Tally up the lines below containing the string "contains", then write the number alone.
(Material provided begins)
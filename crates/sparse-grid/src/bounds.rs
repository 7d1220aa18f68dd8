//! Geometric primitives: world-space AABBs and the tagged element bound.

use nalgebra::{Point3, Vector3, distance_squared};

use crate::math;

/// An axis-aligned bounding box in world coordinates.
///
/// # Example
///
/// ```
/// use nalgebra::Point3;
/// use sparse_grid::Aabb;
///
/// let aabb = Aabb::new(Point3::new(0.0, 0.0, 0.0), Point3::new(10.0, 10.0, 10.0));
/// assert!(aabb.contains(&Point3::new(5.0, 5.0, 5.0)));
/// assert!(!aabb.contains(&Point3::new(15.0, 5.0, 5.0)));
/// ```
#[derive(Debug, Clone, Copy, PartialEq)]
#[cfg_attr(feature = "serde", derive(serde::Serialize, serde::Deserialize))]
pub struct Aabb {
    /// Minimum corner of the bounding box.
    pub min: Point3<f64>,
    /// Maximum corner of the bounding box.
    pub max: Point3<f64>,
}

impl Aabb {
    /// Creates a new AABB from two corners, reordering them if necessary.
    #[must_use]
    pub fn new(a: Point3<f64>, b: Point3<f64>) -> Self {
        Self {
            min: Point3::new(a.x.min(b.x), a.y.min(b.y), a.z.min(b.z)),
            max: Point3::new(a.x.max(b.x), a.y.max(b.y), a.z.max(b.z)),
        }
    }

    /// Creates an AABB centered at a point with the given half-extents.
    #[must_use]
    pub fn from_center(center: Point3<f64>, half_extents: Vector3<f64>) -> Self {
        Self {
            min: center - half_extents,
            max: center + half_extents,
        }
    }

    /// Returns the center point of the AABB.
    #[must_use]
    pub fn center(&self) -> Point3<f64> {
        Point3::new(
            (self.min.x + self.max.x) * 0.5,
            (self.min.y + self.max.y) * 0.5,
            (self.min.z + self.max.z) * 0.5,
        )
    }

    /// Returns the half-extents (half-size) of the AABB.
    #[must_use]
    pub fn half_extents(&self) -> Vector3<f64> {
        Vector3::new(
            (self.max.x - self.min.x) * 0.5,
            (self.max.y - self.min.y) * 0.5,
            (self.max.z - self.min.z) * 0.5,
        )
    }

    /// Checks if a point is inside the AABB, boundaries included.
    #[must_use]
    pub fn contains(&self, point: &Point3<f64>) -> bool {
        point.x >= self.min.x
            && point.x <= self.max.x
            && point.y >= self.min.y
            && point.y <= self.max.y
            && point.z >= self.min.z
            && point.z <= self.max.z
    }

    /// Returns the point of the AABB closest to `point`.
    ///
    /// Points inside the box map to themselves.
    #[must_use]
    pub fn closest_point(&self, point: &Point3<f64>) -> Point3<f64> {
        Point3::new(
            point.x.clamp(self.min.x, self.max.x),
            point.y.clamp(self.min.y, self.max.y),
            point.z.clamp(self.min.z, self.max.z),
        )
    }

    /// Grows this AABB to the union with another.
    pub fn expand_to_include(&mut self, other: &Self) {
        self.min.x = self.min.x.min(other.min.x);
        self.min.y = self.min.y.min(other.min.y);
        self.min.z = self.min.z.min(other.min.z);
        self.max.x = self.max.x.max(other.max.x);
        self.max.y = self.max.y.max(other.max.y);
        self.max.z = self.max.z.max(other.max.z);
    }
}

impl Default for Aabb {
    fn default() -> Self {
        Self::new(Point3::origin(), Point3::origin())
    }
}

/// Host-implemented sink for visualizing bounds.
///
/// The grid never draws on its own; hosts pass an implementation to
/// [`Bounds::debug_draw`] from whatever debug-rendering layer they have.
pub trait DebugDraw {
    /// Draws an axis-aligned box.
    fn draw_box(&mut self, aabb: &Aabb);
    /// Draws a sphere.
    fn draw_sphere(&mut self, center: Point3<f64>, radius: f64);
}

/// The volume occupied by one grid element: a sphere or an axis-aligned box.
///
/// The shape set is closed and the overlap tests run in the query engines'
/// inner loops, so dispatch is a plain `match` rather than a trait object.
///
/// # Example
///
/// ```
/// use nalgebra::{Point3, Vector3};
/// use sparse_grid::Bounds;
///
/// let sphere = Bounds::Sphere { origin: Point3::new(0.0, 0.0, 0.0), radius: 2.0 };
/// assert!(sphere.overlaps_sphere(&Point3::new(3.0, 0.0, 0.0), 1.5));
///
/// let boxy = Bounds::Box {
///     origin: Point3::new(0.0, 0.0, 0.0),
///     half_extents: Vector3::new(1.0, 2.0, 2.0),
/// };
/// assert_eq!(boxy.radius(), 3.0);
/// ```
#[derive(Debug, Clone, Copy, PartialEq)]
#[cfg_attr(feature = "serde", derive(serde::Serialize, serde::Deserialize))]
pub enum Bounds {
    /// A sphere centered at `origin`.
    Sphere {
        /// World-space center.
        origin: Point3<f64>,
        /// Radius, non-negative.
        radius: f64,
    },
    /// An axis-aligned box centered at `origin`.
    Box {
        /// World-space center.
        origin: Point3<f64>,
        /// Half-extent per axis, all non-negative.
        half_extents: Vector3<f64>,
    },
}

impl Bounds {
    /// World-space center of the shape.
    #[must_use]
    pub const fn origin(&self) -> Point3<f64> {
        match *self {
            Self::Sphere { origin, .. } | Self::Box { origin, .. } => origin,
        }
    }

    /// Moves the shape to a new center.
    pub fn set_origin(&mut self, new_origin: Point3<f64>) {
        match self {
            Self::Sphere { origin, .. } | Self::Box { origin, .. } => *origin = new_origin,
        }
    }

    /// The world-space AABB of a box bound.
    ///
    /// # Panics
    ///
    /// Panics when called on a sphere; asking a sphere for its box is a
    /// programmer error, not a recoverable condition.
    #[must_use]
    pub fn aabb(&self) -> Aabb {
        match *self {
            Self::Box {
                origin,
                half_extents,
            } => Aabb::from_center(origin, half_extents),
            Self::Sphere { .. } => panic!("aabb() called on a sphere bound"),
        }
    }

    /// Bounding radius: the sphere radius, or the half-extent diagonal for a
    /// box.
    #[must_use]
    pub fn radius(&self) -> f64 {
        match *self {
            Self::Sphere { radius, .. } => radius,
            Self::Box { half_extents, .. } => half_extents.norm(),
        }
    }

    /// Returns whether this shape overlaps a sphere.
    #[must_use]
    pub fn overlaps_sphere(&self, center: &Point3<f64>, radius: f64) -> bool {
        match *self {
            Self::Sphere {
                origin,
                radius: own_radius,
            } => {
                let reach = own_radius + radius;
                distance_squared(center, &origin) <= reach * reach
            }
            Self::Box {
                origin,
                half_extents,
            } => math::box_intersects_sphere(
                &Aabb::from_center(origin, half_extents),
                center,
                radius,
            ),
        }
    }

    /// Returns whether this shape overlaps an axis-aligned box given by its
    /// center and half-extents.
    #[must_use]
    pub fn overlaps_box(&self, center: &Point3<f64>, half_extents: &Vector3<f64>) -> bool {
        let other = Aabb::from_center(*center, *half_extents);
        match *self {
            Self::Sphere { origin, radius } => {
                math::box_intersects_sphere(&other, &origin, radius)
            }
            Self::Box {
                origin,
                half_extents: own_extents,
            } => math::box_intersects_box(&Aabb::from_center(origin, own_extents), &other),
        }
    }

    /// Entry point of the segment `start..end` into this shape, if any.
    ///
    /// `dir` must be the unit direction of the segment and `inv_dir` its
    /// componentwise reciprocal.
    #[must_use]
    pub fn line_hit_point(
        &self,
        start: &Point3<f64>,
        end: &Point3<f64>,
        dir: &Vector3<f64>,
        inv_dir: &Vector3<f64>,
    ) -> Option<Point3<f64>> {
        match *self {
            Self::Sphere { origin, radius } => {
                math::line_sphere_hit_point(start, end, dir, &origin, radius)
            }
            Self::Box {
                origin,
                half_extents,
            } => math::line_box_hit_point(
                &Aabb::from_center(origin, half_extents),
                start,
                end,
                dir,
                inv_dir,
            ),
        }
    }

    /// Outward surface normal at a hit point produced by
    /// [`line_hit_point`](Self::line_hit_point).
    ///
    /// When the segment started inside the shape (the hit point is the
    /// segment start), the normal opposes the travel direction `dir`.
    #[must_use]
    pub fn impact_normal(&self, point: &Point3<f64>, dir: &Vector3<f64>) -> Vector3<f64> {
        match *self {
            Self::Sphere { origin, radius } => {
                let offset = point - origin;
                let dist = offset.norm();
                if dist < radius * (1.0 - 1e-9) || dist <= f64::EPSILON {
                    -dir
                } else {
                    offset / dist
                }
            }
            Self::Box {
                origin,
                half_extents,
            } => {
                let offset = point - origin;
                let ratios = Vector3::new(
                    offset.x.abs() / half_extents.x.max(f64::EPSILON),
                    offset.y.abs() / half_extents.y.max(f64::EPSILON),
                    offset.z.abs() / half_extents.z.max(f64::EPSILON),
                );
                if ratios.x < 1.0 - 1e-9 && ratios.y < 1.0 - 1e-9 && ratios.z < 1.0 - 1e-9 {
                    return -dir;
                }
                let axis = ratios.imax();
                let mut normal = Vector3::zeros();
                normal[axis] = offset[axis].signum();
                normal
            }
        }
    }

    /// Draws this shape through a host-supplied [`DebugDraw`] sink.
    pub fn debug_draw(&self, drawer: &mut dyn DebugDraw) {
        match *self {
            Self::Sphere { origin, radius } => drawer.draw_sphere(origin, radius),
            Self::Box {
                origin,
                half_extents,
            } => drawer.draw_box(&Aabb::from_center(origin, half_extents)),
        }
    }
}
(Material provided ends)
→ **Solution to the problem**: 3